Task statement
Give back an exact copy of the lines in the records below, from the line that has "use super::*;" through the line that has "assert!(room.contains(&pose, Vec3::new(105.0, 0.0, 0.0)));", and nothing besides.
::: Exercise materials
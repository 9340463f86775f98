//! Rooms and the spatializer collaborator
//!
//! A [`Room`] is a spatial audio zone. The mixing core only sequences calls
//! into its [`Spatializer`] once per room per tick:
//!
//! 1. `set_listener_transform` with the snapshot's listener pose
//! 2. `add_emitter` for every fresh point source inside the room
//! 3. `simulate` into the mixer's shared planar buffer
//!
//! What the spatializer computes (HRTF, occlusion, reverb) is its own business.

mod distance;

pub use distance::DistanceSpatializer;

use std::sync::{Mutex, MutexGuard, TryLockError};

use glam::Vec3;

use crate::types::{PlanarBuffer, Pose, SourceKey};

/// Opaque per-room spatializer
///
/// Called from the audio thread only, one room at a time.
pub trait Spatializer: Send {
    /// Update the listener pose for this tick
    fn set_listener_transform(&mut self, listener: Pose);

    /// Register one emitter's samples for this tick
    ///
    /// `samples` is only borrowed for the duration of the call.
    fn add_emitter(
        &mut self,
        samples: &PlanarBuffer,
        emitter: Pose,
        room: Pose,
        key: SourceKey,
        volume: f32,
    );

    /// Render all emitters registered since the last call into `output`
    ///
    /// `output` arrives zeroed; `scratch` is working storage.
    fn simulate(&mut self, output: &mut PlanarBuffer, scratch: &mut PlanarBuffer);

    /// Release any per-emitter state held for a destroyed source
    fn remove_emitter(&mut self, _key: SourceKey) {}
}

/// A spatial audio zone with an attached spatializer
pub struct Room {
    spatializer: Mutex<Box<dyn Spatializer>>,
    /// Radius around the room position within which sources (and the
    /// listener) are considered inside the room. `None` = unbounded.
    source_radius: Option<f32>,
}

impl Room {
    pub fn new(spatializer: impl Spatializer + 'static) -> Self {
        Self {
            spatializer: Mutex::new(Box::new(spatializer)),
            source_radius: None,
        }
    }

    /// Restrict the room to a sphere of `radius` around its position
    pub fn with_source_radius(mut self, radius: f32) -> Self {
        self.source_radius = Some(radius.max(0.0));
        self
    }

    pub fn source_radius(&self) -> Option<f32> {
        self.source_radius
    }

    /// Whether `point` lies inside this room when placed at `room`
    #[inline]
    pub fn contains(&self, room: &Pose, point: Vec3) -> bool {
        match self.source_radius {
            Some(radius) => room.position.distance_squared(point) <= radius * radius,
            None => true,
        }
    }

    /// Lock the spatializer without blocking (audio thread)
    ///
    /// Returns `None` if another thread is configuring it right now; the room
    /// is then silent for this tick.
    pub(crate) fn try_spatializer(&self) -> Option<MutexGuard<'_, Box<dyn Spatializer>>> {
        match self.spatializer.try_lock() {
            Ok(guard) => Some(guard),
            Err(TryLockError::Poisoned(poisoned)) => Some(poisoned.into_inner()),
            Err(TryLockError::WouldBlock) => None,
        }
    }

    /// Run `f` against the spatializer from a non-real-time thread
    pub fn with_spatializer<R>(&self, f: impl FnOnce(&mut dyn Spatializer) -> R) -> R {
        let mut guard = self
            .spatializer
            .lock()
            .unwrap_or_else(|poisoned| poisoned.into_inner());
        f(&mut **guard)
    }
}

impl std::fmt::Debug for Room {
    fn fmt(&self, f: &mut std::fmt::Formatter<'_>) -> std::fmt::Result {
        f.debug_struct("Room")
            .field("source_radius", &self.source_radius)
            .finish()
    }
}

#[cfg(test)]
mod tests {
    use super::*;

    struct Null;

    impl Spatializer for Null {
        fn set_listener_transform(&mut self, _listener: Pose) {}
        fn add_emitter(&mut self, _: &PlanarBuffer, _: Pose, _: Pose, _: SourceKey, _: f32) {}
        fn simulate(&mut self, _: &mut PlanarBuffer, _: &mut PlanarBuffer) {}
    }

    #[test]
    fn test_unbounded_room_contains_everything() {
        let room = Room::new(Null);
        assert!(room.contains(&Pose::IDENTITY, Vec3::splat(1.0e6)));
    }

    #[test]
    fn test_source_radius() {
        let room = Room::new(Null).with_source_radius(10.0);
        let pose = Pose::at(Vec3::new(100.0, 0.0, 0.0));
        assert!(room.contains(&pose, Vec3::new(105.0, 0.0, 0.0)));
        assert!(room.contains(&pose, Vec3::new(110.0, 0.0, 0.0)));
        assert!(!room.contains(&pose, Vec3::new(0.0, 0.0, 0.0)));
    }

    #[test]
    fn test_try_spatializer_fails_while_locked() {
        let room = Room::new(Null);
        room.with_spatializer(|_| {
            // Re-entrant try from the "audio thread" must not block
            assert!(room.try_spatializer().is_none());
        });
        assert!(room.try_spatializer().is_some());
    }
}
::::::
::: Exercise materials
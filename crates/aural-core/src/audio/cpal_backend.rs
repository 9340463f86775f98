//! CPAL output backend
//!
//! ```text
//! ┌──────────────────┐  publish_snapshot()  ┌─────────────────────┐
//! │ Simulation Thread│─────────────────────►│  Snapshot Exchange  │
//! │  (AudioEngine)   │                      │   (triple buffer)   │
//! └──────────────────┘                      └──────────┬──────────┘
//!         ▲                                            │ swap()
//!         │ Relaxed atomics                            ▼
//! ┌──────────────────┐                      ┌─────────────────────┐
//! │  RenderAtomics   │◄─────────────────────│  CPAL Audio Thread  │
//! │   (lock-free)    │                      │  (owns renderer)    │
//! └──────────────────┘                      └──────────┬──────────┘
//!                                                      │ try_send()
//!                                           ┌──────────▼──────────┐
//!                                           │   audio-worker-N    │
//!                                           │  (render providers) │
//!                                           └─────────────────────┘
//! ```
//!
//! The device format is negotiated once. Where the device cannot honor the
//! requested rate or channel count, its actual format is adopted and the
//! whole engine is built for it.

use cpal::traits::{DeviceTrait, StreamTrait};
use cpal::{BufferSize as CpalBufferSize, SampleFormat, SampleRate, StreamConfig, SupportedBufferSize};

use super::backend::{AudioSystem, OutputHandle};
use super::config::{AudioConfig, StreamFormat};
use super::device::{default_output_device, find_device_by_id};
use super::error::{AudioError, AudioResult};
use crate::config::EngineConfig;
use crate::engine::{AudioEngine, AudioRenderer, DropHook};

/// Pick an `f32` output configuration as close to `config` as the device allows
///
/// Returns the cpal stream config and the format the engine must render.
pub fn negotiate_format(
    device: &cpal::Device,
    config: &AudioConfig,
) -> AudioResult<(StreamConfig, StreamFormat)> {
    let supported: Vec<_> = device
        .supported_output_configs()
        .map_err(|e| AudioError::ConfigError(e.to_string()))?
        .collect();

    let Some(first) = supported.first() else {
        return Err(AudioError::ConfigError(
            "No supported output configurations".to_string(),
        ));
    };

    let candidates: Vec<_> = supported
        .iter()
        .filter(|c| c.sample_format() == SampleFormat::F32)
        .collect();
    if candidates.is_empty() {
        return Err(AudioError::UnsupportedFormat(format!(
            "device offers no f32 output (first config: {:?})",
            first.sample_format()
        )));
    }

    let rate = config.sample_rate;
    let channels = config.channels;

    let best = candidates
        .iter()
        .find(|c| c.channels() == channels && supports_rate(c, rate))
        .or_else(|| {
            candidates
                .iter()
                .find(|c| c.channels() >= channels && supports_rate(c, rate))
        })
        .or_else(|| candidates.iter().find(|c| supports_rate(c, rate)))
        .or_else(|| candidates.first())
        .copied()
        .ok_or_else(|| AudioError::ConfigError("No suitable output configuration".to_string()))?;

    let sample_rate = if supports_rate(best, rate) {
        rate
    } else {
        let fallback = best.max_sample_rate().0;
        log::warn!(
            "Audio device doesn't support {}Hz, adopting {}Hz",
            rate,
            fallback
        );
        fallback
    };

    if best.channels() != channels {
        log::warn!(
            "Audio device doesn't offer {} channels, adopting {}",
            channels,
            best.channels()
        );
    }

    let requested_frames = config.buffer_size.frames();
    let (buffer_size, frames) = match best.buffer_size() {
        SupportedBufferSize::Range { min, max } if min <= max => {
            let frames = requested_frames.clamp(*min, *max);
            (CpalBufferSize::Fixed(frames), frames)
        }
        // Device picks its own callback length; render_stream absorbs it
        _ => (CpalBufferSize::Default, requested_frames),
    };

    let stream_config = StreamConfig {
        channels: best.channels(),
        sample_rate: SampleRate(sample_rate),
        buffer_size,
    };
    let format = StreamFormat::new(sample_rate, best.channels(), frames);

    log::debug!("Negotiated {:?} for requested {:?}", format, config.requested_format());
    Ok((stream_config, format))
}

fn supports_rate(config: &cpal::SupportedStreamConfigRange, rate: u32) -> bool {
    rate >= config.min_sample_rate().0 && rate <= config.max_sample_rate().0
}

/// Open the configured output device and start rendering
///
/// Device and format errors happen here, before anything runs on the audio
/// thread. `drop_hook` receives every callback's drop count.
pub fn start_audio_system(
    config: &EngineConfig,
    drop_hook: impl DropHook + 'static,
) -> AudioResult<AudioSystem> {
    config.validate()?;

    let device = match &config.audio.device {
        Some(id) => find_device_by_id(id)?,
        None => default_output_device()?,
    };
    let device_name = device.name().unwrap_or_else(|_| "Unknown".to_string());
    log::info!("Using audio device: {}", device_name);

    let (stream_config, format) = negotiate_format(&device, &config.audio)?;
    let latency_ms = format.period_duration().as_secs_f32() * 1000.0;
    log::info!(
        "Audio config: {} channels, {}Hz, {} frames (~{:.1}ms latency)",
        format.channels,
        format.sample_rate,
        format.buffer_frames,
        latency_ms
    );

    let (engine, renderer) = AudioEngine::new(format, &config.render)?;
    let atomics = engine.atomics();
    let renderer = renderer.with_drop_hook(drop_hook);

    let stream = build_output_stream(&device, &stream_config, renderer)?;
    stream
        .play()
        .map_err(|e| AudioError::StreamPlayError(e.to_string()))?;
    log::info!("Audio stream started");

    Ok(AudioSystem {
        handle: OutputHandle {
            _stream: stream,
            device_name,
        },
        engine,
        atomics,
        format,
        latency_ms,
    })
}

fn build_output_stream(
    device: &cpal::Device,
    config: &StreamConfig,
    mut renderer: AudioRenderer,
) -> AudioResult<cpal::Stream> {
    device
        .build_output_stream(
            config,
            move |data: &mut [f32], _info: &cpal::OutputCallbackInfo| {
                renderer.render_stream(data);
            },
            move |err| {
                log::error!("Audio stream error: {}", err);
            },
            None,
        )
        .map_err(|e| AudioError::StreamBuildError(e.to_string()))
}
::::::
Problem solution
    use super::*;

    struct Null;

    impl Spatializer for Null {
        fn set_listener_transform(&mut self, _listener: Pose) {}
        fn add_emitter(&mut self, _: &PlanarBuffer, _: Pose, _: Pose, _: SourceKey, _: f32) {}
        fn simulate(&mut self, _: &mut PlanarBuffer, _: &mut PlanarBuffer) {}
    }

    #[test]
    fn test_unbounded_room_contains_everything() {
        let room = Room::new(Null);
        assert!(room.contains(&Pose::IDENTITY, Vec3::splat(1.0e6)));
    }

    #[test]
    fn test_source_radius() {
        let room = Room::new(Null).with_source_radius(10.0);
        let pose = Pose::at(Vec3::new(100.0, 0.0, 0.0));
        assert!(room.contains(&pose, Vec3::new(105.0, 0.0, 0.0)));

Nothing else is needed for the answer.